July 18, 2000
Managing environmental health and safety programs on the web
By James M. Testo
James M. Testo is vice president of InteGreyted Consultants of Clifton Park. This is based on his presentation at the July 13 meeting of The Council's Occupational Safety and Health Committee.
Thanks to advances in computing, employers can "digitize" environmental health and safety (EHS) programs. Web-based EHS programs can be more effective and less costly than traditional programs based on paper EHS manuals.
The goal of EHS programs based on management information systems is continuous improvement. Mangement systems can establish policies and procedures, assign accountability for implementation of these procedures, measure their effectiveness and then improve them to increase performance and efficiency.

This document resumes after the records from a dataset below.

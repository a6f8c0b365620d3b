/// Point-in-time view of a [`PoolCache`](crate::policy::second_chance::PoolCache)'s counters.
#[derive(Debug, Default, Clone, Copy, PartialEq, Eq)]
pub struct PoolCacheMetricsSnapshot {
    pub get_calls: u64,
    pub get_hits: u64,
    pub get_misses: u64,

    pub insert_new: u64,

    pub evict_calls: u64,
    pub evicted_entries: u64,
    pub requeues: u64, // referenced entries given a second chance
    pub max_requeues_per_evict: u64,

    pub alloc_failures: u64,
    pub type_mismatches: u64,
    pub clears: u64,

    // gauges captured at snapshot time
    pub cache_len: usize,
    pub capacity: usize,
    pub pool_used_slots: usize,
    pub pool_total_slots: usize,
}

impl PoolCacheMetricsSnapshot {
    /// Fraction of `get` calls that hit, or `0.0` before the first call.
    pub fn hit_ratio(&self) -> f64 {
        if self.get_calls == 0 {
            0.0
        } else {
            self.get_hits as f64 / self.get_calls as f64
        }
    }
}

On-line EHS systems should include:
- An EHS library to store reference documents, web links, photos, and other resources.
- A synchronized calendar to assign specific EHS tasks and completion dates to individuals.
- An inventory of EHS issues that affect all facilities such as confined spaces, asbestos, or respiratory hazards.
Complete EHS management systems also can manage things like OSHA reporting, record-keeping and management of tasks such as job-safety analysis, exposure assessment, and lockout/tagout.
Let's compare manual-based EHS management to a web-based system in the case of hazard-communication training.
In a traditional manual-based system, the EHS manager, realizing "hazcom" training is due, would try to find his written training program, make many phone calls to book time and space for training, arrange for employees to leave production work to attend, and then try to document attendance.
Whenever a new employee is added, the process must be repeated.
With a web-based system, an EHS manager posts the complete training program to the on-line library and creates a training action item on the calendar. Employees are automatically notified via e-mail when their hazcom is due.
The e-mail reminder will have a link to the appropriate written program and training course to be taken at employees' convenience. The system would be able to log the completion of the course in the archive.
When a new employee joins the company, the training link would be forwarded automatically, further minimizing the EHS manager's hands-on work and maximizing system efficiency.
There are many other advantages to web-based EHS management.
Shared duties: Often, all EHS planning and tasks are done by one harried safety manager. With a web-based system, management can move responsibility to local supervisors or workers. It is technologically easy to enable some employees to edit or add information on the site while others have read-only access.
Continuity: In many EHS programs, knowledge is lost, and EHS programs needlessly reinvented, when a safety manager changes jobs. With web-based information and procedures, costly and needless reinvention of EHS systems is less likely.
Moreover, plan updates are immediately available to all users, so it is less likely that outdated procedures will survive because of poor "version control" of the EHS plan.
Training materials: Web-based training materials can include video, sound, photos, and plain-language explanations of rules and the consequences of failure to comply.